ENTRIES SHOWN
◆ ◆ ◆ ◆ ◆
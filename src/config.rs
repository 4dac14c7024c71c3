//! Configuration System using Figment
//!
//! Strongly-typed configuration for the plan library. Configuration is loaded from:
//! 1. `config/daq_plans.toml` (base configuration, optional)
//! 2. Environment variables (prefixed with `DAQPLANS_`)
//!
//! Every section carries serde defaults, so a missing file yields a valid
//! configuration.
//!
//! # Environment Variable Overrides
//!
//! Nested keys are separated by a double underscore:
//!
//! ```text
//! DAQPLANS_LOGGING__LEVEL=debug
//! DAQPLANS_AVERAGING__DEFAULT_BATCH_SIZE=10
//! DAQPLANS_DAQ__RECORD=false
//! ```
//!
//! # Example
//!
//! ```no_run
//! use daq_plans::config::PlansConfig;
//!
//! fn main() -> Result<(), Box<dyn std::error::Error>> {
//!     let config = PlansConfig::load()?;
//!     println!("Log level: {}", config.logging.level);
//!     println!("Default batch size: {}", config.averaging.default_batch_size);
//!     Ok(())
//! }
//! ```

use figment::{
    providers::{Env, Format, Toml},
    Figment,
};
use serde::{Deserialize, Serialize};
use std::path::Path;

use crate::error::{PlanError, PlanResult};

/// Default location of the configuration file.
pub const DEFAULT_CONFIG_PATH: &str = "config/daq_plans.toml";

/// Top-level configuration
#[derive(Debug, Clone, Default, PartialEq, Serialize, Deserialize)]
pub struct PlansConfig {
    /// Logging settings
    #[serde(default)]
    pub logging: LoggingConfig,
    /// Stream averaging defaults
    #[serde(default)]
    pub averaging: AveragingConfig,
    /// Default DAQ step-scan configuration
    #[serde(default)]
    pub daq: DaqDefaults,
    /// Extremum search defaults
    #[serde(default)]
    pub search: SearchConfig,
    /// Event router settings
    #[serde(default)]
    pub event_builder: EventBuilderConfig,
}

/// Logging configuration
#[derive(Debug, Clone, PartialEq, Serialize, Deserialize)]
pub struct LoggingConfig {
    /// Logging level (trace, debug, info, warn, error)
    #[serde(default = "default_log_level")]
    pub level: String,
    /// Emit JSON-formatted log lines
    #[serde(default)]
    pub json: bool,
}

/// Averaging stream configuration
#[derive(Debug, Clone, PartialEq, Serialize, Deserialize)]
pub struct AveragingConfig {
    /// Number of events averaged together when a run does not override it
    #[serde(default = "default_batch_size")]
    pub default_batch_size: usize,
}

/// DAQ configuration applied by the step-scan preprocessor
#[derive(Debug, Clone, PartialEq, Serialize, Deserialize)]
pub struct DaqDefaults {
    /// Events per step
    #[serde(default)]
    pub events: Option<u64>,
    /// Seconds per step
    #[serde(default)]
    pub duration: Option<f64>,
    /// Record the run in the DAQ
    #[serde(default = "default_record")]
    pub record: bool,
    /// Use the level-3 trigger filter for the event count
    #[serde(default)]
    pub use_l3t: bool,
}

/// Extremum search configuration
#[derive(Debug, Clone, PartialEq, Serialize, Deserialize)]
pub struct SearchConfig {
    /// Width of the final bracketing interval
    #[serde(default = "default_tolerance")]
    pub tolerance: f64,
    /// Optimization method name
    #[serde(default = "default_method")]
    pub method: String,
    /// Shots averaged at every probe
    #[serde(default = "default_average")]
    pub average: usize,
}

/// Event router configuration
#[derive(Debug, Clone, PartialEq, Serialize, Deserialize)]
pub struct EventBuilderConfig {
    /// Timestamp bin rate in Hz; `None` bins at nanosecond resolution
    #[serde(default)]
    pub bin_rate_hz: Option<f64>,
    /// Discard emitted and stale buckets automatically
    #[serde(default = "default_auto_clear")]
    pub auto_clear: bool,
}

// ============================================================================
// Default value functions
// ============================================================================

fn default_log_level() -> String {
    "info".to_string()
}

fn default_batch_size() -> usize {
    1
}

fn default_record() -> bool {
    true
}

fn default_tolerance() -> f64 {
    0.01
}

fn default_method() -> String {
    "golden".to_string()
}

fn default_average() -> usize {
    1
}

fn default_auto_clear() -> bool {
    true
}

impl Default for LoggingConfig {
    fn default() -> Self {
        Self {
            level: default_log_level(),
            json: false,
        }
    }
}

impl Default for AveragingConfig {
    fn default() -> Self {
        Self {
            default_batch_size: default_batch_size(),
        }
    }
}

impl Default for DaqDefaults {
    fn default() -> Self {
        Self {
            events: None,
            duration: None,
            record: default_record(),
            use_l3t: false,
        }
    }
}

impl Default for SearchConfig {
    fn default() -> Self {
        Self {
            tolerance: default_tolerance(),
            method: default_method(),
            average: default_average(),
        }
    }
}

impl Default for EventBuilderConfig {
    fn default() -> Self {
        Self {
            bin_rate_hz: None,
            auto_clear: default_auto_clear(),
        }
    }
}

// ============================================================================
// Configuration Loading and Validation
// ============================================================================

impl PlansConfig {
    /// Load configuration from `config/daq_plans.toml` and environment variables
    ///
    /// Precedence (highest to lowest):
    /// 1. Environment variables (`DAQPLANS_` prefix)
    /// 2. `config/daq_plans.toml`
    /// 3. Built-in defaults
    pub fn load() -> PlanResult<Self> {
        Self::load_from(DEFAULT_CONFIG_PATH)
    }

    /// Load configuration from a specific file path
    ///
    /// # Errors
    ///
    /// Returns `PlanError::Config` if the file cannot be parsed and
    /// `PlanError::ConfigValidation` if a value is out of range.
    pub fn load_from<P: AsRef<Path>>(path: P) -> PlanResult<Self> {
        let config: Self = Figment::new()
            .merge(Toml::file(path.as_ref()))
            .merge(Env::prefixed("DAQPLANS_").split("__"))
            .extract()?;

        config.validate()?;
        Ok(config)
    }

    /// Render this configuration as TOML, e.g. to seed a config file.
    pub fn to_toml_string(&self) -> PlanResult<String> {
        toml::to_string_pretty(self).map_err(|e| PlanError::ConfigValidation(e.to_string()))
    }

    /// Validate configuration after loading
    ///
    /// Checks:
    /// - Log level is valid (trace, debug, info, warn, error)
    /// - Batch size and probe average are at least 1
    /// - DAQ duration, search tolerance and bin rate are positive
    /// - Optimization method is known
    pub fn validate(&self) -> PlanResult<()> {
        let valid_levels = ["trace", "debug", "info", "warn", "error"];
        if !valid_levels.contains(&self.logging.level.as_str()) {
            return Err(PlanError::ConfigValidation(format!(
                "Invalid logging.level '{}'. Must be one of: {}",
                self.logging.level,
                valid_levels.join(", ")
            )));
        }

        if self.averaging.default_batch_size == 0 {
            return Err(PlanError::ConfigValidation(
                "Invalid averaging.default_batch_size 0. Must be at least 1".to_string(),
            ));
        }

        if let Some(duration) = self.daq.duration {
            if !(duration > 0.0) {
                return Err(PlanError::ConfigValidation(format!(
                    "Invalid daq.duration {}. Must be positive",
                    duration
                )));
            }
        }

        if !(self.search.tolerance > 0.0) || !self.search.tolerance.is_finite() {
            return Err(PlanError::ConfigValidation(format!(
                "Invalid search.tolerance {}. Must be a positive number",
                self.search.tolerance
            )));
        }

        if self.search.method != "golden" {
            return Err(PlanError::ConfigValidation(format!(
                "Invalid search.method '{}'. Must be one of: golden",
                self.search.method
            )));
        }

        if self.search.average == 0 {
            return Err(PlanError::ConfigValidation(
                "Invalid search.average 0. Must be at least 1".to_string(),
            ));
        }

        if let Some(rate) = self.event_builder.bin_rate_hz {
            if !(rate > 0.0) || !rate.is_finite() {
                return Err(PlanError::ConfigValidation(format!(
                    "Invalid event_builder.bin_rate_hz {}. Must be a positive number",
                    rate
                )));
            }
        }

        Ok(())
    }
}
◆ ◆ ◆ ◆ ◆
WHAT YOU NEED TO DO
Show all lines in the entries above where the string "settings" appears.

ANSWER SPACE
    /// Logging settings
    /// Event router settings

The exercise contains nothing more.